▶ ASSIGNMENT
When you reproduce the listing below, keep every entry exactly as written.

'''

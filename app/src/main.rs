mod shell;

use std::env;
use std::io;

use qdesk_adapters::http::HttpBackend;
use qdesk_adapters::token_store::KeyringTokenStore;
use qdesk_core::auth::{AuthToken, TokenStore};
use qdesk_core::performance_log::PerformanceLog;
use qdesk_core::role_guard::RoleGuard;
use qdesk_core::session::{Session, SessionOptions};
use qdesk_core::settings::{Settings, SettingsFile, API_TOKEN_ENV};

use crate::shell::Shell;

fn build_session(
    settings: &Settings,
    token_store: Box<dyn TokenStore>,
) -> Result<Session<HttpBackend>, Box<dyn std::error::Error>> {
    let token = env::var(API_TOKEN_ENV)
        .ok()
        .filter(|token| !token.trim().is_empty())
        .map_or_else(AuthToken::new, AuthToken::with_token);
    let backend = HttpBackend::from_settings(settings, token.clone())?;
    let performance_log = PerformanceLog::load_from_path(settings.performance_log_path()?);

    log::info!("using API at {}", backend.base_url());
    let options = SessionOptions {
        performance_log,
        token,
        token_store,
        role_guard: RoleGuard::new(settings.role_guard),
        auto_explain: settings.auto_explain,
    };
    Ok(Session::new(backend, options))
}

#[tokio::main(flavor = "current_thread")]
async fn main() -> Result<(), Box<dyn std::error::Error>> {
    env_logger::Builder::from_env(env_logger::Env::default().default_filter_or("info")).init();

    let settings = SettingsFile::load_default()?
        .into_settings()
        .with_env_overrides();
    let token_store = Box::new(KeyringTokenStore::new(settings.keyring_service.as_deref()));
    let session = build_session(&settings, token_store)?;

    let mut shell = Shell::new(session, io::stdout());
    shell.run(io::stdin().lock()).await?;
    Ok(())
}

'''

▶ TASK RESPONSE
filename app/src/main.rs
mod shell;

use std::env;
use std::io;

use qdesk_adapters::http::HttpBackend;
use qdesk_adapters::token_store::KeyringTokenStore;
use qdesk_core::auth::{AuthToken, TokenStore};
use qdesk_core::performance_log::PerformanceLog;
use qdesk_core::role_guard::RoleGuard;
use qdesk_core::session::{Session, SessionOptions};
use qdesk_core::settings::{Settings, SettingsFile, API_TOKEN_ENV};

use crate::shell::Shell;

fn build_session(
    settings: &Settings,
    token_store: Box<dyn TokenStore>,
) -> Result<Session<HttpBackend>, Box<dyn std::error::Error>> {
    let token = env::var(API_TOKEN_ENV)
        .ok()
        .filter(|token| !token.trim().is_empty())
        .map_or_else(AuthToken::new, AuthToken::with_token);
    let backend = HttpBackend::from_settings(settings, token.clone())?;
    let performance_log = PerformanceLog::load_from_path(settings.performance_log_path()?);

    log::info!("using API at {}", backend.base_url());
    let options = SessionOptions {
        performance_log,
        token,
        token_store,
        role_guard: RoleGuard::new(settings.role_guard),
        auto_explain: settings.auto_explain,
    };
    Ok(Session::new(backend, options))
}

#[tokio::main(flavor = "current_thread")]
async fn main() -> Result<(), Box<dyn std::error::Error>> {
    env_logger::Builder::from_env(env_logger::Env::default().default_filter_or("info")).init();

    let settings = SettingsFile::load_default()?
        .into_settings()
        .with_env_overrides();
    let token_store = Box::new(KeyringTokenStore::new(settings.keyring_service.as_deref()));
    let session = build_session(&settings, token_store)?;

    let mut shell = Shell::new(session, io::stdout());
    shell.run(io::stdin().lock()).await?;
    Ok(())
}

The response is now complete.